● WHAT NEEDS TO BE DONE:
What lines of the data include the string "error"? Copy them all.

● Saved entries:

BEGIN

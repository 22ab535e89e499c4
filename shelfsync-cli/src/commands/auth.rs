//! `shelfsync auth set` / `shelfsync auth clear`: the only way to provide
//! the remote backend's API key, resolved from the OS keyring, never
//! from environment variables or config files.

use dialoguer::Password;
use shelfsync_config::CredentialStore;

pub fn set(store_name: &str) -> anyhow::Result<()> {
    let secret = Password::new()
        .with_prompt(format!("API key for store '{store_name}'"))
        .interact()?;
    CredentialStore::for_store(store_name).set_api_key(&secret)?;
    println!("stored API key for store '{store_name}' in the OS keyring");
    Ok(())
}

pub fn clear(store_name: &str) -> anyhow::Result<()> {
    CredentialStore::for_store(store_name).clear_api_key()?;
    println!("cleared API key for store '{store_name}'");
    Ok(())
}
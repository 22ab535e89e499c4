//! Layered configuration loading and OS-keyring credential resolution
//! for shelfsync: defaults -> config file -> environment -> CLI flags,
//! plus the pre-flight self-check the CLI runs before driving the core.

pub mod credentials;
pub mod error;
pub mod loader;
pub mod models;
pub mod validation;

pub use credentials::{ApiKey, CredentialStore};
pub use error::{ConfigError, Result};
pub use loader::{CliOverrides, ConfigLoader, ConfigLoaderOptions};
pub use models::{CatalogConfig, Config, LibraryConfig, OrchestratorTuning, RateGuardTuning, RemoteConfig};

END

● WRITTEN RESPONSE:
pub mod error;
pub use error::{ConfigError, Result};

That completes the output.